** What the task asks **
Lines to return, exactly: from the line with "accept right now." to the line with "and the window" in the entries below, both included.
Segment Start: Dataset records
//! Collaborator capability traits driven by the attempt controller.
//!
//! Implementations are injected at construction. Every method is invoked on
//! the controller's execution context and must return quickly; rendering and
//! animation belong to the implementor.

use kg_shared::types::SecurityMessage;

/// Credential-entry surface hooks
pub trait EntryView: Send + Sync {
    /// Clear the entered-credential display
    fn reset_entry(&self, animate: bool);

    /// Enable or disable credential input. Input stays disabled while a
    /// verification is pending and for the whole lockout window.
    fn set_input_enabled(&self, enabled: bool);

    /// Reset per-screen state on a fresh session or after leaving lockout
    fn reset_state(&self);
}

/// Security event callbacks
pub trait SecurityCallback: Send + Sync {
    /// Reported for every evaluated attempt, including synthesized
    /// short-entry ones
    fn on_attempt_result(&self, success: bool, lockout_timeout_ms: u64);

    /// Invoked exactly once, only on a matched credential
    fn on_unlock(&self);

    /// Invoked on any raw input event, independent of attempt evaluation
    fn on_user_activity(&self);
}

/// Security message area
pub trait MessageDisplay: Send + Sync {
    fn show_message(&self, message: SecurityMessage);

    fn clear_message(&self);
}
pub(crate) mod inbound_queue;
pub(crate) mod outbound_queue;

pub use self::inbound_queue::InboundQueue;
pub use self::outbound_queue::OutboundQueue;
Segment End: Dataset records
Segment Start: Dataset records
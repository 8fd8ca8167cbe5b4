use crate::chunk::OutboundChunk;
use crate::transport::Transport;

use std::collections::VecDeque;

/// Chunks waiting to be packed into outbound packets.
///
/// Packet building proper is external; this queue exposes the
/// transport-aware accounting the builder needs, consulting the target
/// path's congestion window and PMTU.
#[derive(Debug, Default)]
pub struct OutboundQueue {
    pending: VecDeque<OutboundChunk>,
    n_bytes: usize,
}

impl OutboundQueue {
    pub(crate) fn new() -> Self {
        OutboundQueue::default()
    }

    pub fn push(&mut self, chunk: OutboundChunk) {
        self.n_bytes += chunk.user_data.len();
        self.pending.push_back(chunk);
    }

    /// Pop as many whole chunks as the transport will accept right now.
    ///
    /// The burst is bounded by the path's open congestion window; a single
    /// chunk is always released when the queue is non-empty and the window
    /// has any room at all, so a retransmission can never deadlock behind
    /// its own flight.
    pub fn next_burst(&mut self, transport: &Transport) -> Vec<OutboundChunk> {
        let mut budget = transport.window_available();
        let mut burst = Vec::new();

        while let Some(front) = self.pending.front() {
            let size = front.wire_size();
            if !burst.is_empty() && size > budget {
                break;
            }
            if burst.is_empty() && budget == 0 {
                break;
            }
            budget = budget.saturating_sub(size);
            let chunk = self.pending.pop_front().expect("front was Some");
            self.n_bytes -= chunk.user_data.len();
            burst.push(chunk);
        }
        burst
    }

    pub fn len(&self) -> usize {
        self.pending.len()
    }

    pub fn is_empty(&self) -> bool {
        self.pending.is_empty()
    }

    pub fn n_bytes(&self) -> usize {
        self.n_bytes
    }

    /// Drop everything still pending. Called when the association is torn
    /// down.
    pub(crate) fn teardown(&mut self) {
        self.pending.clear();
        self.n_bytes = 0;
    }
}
Segment End: Dataset records
** Written response **
    /// Pop as many whole chunks as the transport will accept right now.
    ///
    /// The burst is bounded by the path's open congestion window; a single
    /// chunk is always released when the queue is non-empty and the window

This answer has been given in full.